> **Description of the task**:
The lines you return should be those containing the string "columns", taken from the data below.

> **Material for this exercise**:
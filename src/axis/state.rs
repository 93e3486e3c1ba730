//! Axis identity, bookkeeping and status snapshots.

use core::fmt;

use serde::{Deserialize, Serialize};

use crate::error::AxisError;

/// Gantry axis identifier.
#[derive(Debug, Clone, Copy, PartialEq, Eq, PartialOrd, Ord, Hash, Serialize, Deserialize)]
#[cfg_attr(feature = "defmt", derive(defmt::Format))]
#[serde(rename_all = "lowercase")]
pub enum AxisId {
    /// Horizontal axis (board files).
    X,
    /// Vertical axis (board ranks).
    Y,
}

impl AxisId {
    /// Both axes, in homing order.
    pub const ALL: [AxisId; 2] = [AxisId::X, AxisId::Y];

    /// Name as a static string.
    pub fn as_str(self) -> &'static str {
        match self {
            AxisId::X => "X",
            AxisId::Y => "Y",
        }
    }
}

impl fmt::Display for AxisId {
    fn fmt(&self, f: &mut fmt::Formatter<'_>) -> fmt::Result {
        f.write_str(self.as_str())
    }
}

/// Position and flags of one axis.
///
/// While `is_homed` holds, `0 <= current_position <= max_position`. The
/// position is reset to zero exactly when homing succeeds.
#[derive(Debug, Clone, PartialEq, Eq)]
pub struct AxisState {
    current_position: i64,
    max_position: i64,
    is_homed: bool,
    invert_direction: bool,
    is_enabled: bool,
    step_delay_ns: u32,
    step_pulse_ns: u32,
}

impl AxisState {
    pub(crate) fn new(
        max_position: i64,
        invert_direction: bool,
        step_delay_ns: u32,
        step_pulse_ns: u32,
    ) -> Self {
        Self {
            current_position: 0,
            max_position: max_position.max(0),
            is_homed: false,
            invert_direction,
            is_enabled: true,
            step_delay_ns,
            step_pulse_ns: step_pulse_ns.max(1),
        }
    }

    /// Current absolute position in steps.
    #[inline]
    pub fn current_position(&self) -> i64 {
        self.current_position
    }

    /// Upper travel limit in steps.
    #[inline]
    pub fn max_position(&self) -> i64 {
        self.max_position
    }

    /// Whether the position is referenced to the endstop.
    #[inline]
    pub fn is_homed(&self) -> bool {
        self.is_homed
    }

    /// Whether the DIR level is inverted.
    #[inline]
    pub fn invert_direction(&self) -> bool {
        self.invert_direction
    }

    /// Whether the driver output stage is enabled.
    #[inline]
    pub fn is_enabled(&self) -> bool {
        self.is_enabled
    }

    /// Delay after each pulse for single-axis moves, in nanoseconds.
    #[inline]
    pub fn step_delay_ns(&self) -> u32 {
        self.step_delay_ns
    }

    /// STEP pulse width in nanoseconds.
    #[inline]
    pub fn step_pulse_ns(&self) -> u32 {
        self.step_pulse_ns
    }

    /// Whether `target` lies in `[0, max_position]`.
    #[inline]
    pub fn in_bounds(&self, target: i64) -> bool {
        (0..=self.max_position).contains(&target)
    }

    /// Reject `target` if it leaves the travel range.
    pub fn check_target(&self, axis: AxisId, target: i64) -> Result<(), AxisError> {
        if self.in_bounds(target) {
            Ok(())
        } else {
            Err(AxisError::OutOfBounds {
                axis,
                target,
                max: self.max_position,
            })
        }
    }

    pub(crate) fn set_position(&mut self, position: i64) {
        self.current_position = position;
        if !self.in_bounds(position) {
            self.is_homed = false;
        }
    }

    pub(crate) fn advance(&mut self, sign: i64) {
        self.current_position += sign;
    }

    pub(crate) fn mark_homed(&mut self) {
        self.current_position = 0;
        self.is_homed = true;
    }

    pub(crate) fn invalidate_home(&mut self) {
        self.is_homed = false;
    }

    pub(crate) fn set_enabled(&mut self, enabled: bool) {
        self.is_enabled = enabled;
    }

    /// Snapshot for reporting.
    pub fn status(&self) -> AxisStatus {
        AxisStatus {
            position: self.current_position,
            max_position: self.max_position,
            is_homed: self.is_homed,
            direction_inverted: self.invert_direction,
            is_enabled: self.is_enabled,
        }
    }
}

/// Serializable per-axis status.
#[derive(Debug, Clone, Copy, PartialEq, Eq, Serialize)]
pub struct AxisStatus {
    /// Current position in steps.
    pub position: i64,
    /// Travel limit in steps.
    pub max_position: i64,
    /// Whether the axis has been homed.
    pub is_homed: bool,
    /// Whether the DIR level is inverted.
    pub direction_inverted: bool,
    /// Whether the driver is enabled.
    pub is_enabled: bool,
}

#[cfg(test)]
mod tests {
    use super::*;

    #[test]
    fn test_new_state_is_unhomed_at_origin() {
        let state = AxisState::new(1000, false, 2_000_000, 1_000_000);
        assert_eq!(state.current_position(), 0);
        assert!(!state.is_homed());
        assert!(state.is_enabled());
    }

    #[test]
    fn test_bounds_are_inclusive() {
        let state = AxisState::new(1000, false, 1, 1);
        assert!(state.in_bounds(0));
        assert!(state.in_bounds(1000));
        assert!(!state.in_bounds(-1));
        assert_eq!(
            state.check_target(AxisId::X, 1001),
            Err(AxisError::OutOfBounds {
                axis: AxisId::X,
                target: 1001,
                max: 1000
            })
        );
    }

    #[test]
    fn test_mark_homed_resets_position() {
        let mut state = AxisState::new(1000, false, 1, 1);
        state.set_position(420);
        state.mark_homed();
        assert_eq!(state.current_position(), 0);
        assert!(state.is_homed());

        state.invalidate_home();
        assert!(!state.is_homed());
    }

    #[test]
    fn test_out_of_range_position_clears_homing() {
        let mut state = AxisState::new(1000, false, 1, 1);
        state.mark_homed();

        state.set_position(1000);
        assert!(state.is_homed());

        state.set_position(1001);
        assert_eq!(state.current_position(), 1001);
        assert!(!state.is_homed());
    }

    #[test]
    fn test_axis_id_display() {
        assert_eq!(AxisId::X.to_string(), "X");
        assert!(AxisId::X < AxisId::Y);
    }
}
//! Gantry configuration - root configuration structure.

use serde::Deserialize;

use super::axis::AxisConfig;
use super::board::BoardGeometry;
use super::magnet::ElectromagnetConfig;
use super::motion::{HomingConfig, MotionConfig};
use super::wave::WaveConfig;
use crate::axis::AxisId;

/// The two axis tables.
#[derive(Debug, Clone, Deserialize)]
pub struct AxesConfig {
    /// Horizontal axis.
    pub x: AxisConfig,
    /// Vertical axis.
    pub y: AxisConfig,
}

/// Root configuration structure from TOML.
#[derive(Debug, Clone, Deserialize)]
pub struct GantryConfig {
    /// Per-axis wiring and calibration.
    pub axes: AxesConfig,

    /// Velocity profile and diagonal tuning.
    #[serde(default)]
    pub motion: MotionConfig,

    /// Homing speed.
    #[serde(default)]
    pub homing: HomingConfig,

    /// Optional electromagnet.
    #[serde(default)]
    pub electromagnet: Option<ElectromagnetConfig>,

    /// Pulse daemon settings.
    #[serde(default)]
    pub wave: WaveConfig,

    /// Optional board geometry for derived travel limits.
    #[serde(default)]
    pub board: Option<BoardGeometry>,
}

impl GantryConfig {
    /// Get an axis configuration.
    pub fn axis(&self, axis: AxisId) -> &AxisConfig {
        match axis {
            AxisId::X => &self.axes.x,
            AxisId::Y => &self.axes.y,
        }
    }

    /// Resolved travel limit: explicit `max_position`, else board-derived.
    pub fn max_position(&self, axis: AxisId) -> Option<i64> {
        self.axis(axis)
            .max_position
            .or_else(|| self.board.as_ref().and_then(|b| b.max_position(axis)))
    }

    /// Every GPIO the configuration assigns, in declaration order.
    pub fn assigned_pins(&self) -> impl Iterator<Item = u8> + '_ {
        self.axes
            .x
            .pins()
            .chain(self.axes.y.pins())
            .chain(self.electromagnet.as_ref().map(|m| m.pin))
    }
}
//! Travel limits derived from board geometry.
//!
//! Axis limits can be given directly in steps, or derived from the board
//! size plus a safety margin. The derivation is computed once at startup.

use serde::Deserialize;

use super::units::{Microsteps, Millimeters, Steps};
use crate::axis::AxisId;

/// Motor and transmission parameters used to derive steps per millimetre.
#[derive(Debug, Clone, Deserialize)]
pub struct DriveTrain {
    /// Base steps per revolution (200 for 1.8° motors).
    pub steps_per_revolution: u16,

    /// Microstep setting of the driver.
    pub microsteps: Microsteps,

    /// Carriage travel per motor revolution (belt pitch × pulley teeth, or lead).
    pub mm_per_revolution: f32,
}

impl DriveTrain {
    /// Steps per millimetre of carriage travel.
    pub fn steps_per_mm(&self) -> f32 {
        self.steps_per_revolution as f32 * self.microsteps.value() as f32 / self.mm_per_revolution
    }
}

/// Chess board dimensions and margins.
#[derive(Debug, Clone, Deserialize)]
pub struct BoardGeometry {
    /// Edge length of one square.
    #[serde(rename = "square_size_mm")]
    pub square_size: Millimeters,

    /// Number of rows (Y direction).
    #[serde(default = "default_squares")]
    pub rows: u8,

    /// Number of columns (X direction).
    #[serde(default = "default_squares")]
    pub cols: u8,

    /// Extra travel beyond the board edge.
    #[serde(default = "default_margin")]
    pub margin_steps: i64,

    /// Lower bound for a derived limit.
    #[serde(default = "default_min_travel")]
    pub min_travel_steps: i64,

    /// Steps per millimetre, if known directly.
    #[serde(default)]
    pub steps_per_mm: Option<f32>,

    /// Drive train, used when `steps_per_mm` is absent.
    #[serde(default)]
    pub drive: Option<DriveTrain>,
}

fn default_squares() -> u8 {
    8
}

fn default_margin() -> i64 {
    1_000
}

fn default_min_travel() -> i64 {
    5_000
}

impl BoardGeometry {
    /// Effective steps per millimetre (explicit value wins over the drive train).
    pub fn steps_per_mm(&self) -> Option<f32> {
        self.steps_per_mm
            .or_else(|| self.drive.as_ref().map(DriveTrain::steps_per_mm))
            .filter(|v| v.is_finite() && *v > 0.0)
    }

    /// Board width (columns) in steps.
    pub fn width_steps(&self) -> Option<Steps> {
        self.span_steps(self.cols)
    }

    /// Board height (rows) in steps.
    pub fn height_steps(&self) -> Option<Steps> {
        self.span_steps(self.rows)
    }

    /// Derived travel limit for an axis: board span plus margin, never below
    /// `min_travel_steps`.
    pub fn max_position(&self, axis: AxisId) -> Option<i64> {
        let span = match axis {
            AxisId::X => self.width_steps()?,
            AxisId::Y => self.height_steps()?,
        };
        Some(core::cmp::max(self.min_travel_steps, span.value() + self.margin_steps))
    }

    fn span_steps(&self, squares: u8) -> Option<Steps> {
        let steps_per_mm = self.steps_per_mm()?;
        if self.square_size.value() <= 0.0 {
            return None;
        }
        let span = Millimeters(squares as f32 * self.square_size.value());
        Some(Steps::from_mm(span, steps_per_mm))
    }
}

> **Solution**:
    /// Number of columns (X direction).
    /// Board width (columns) in steps.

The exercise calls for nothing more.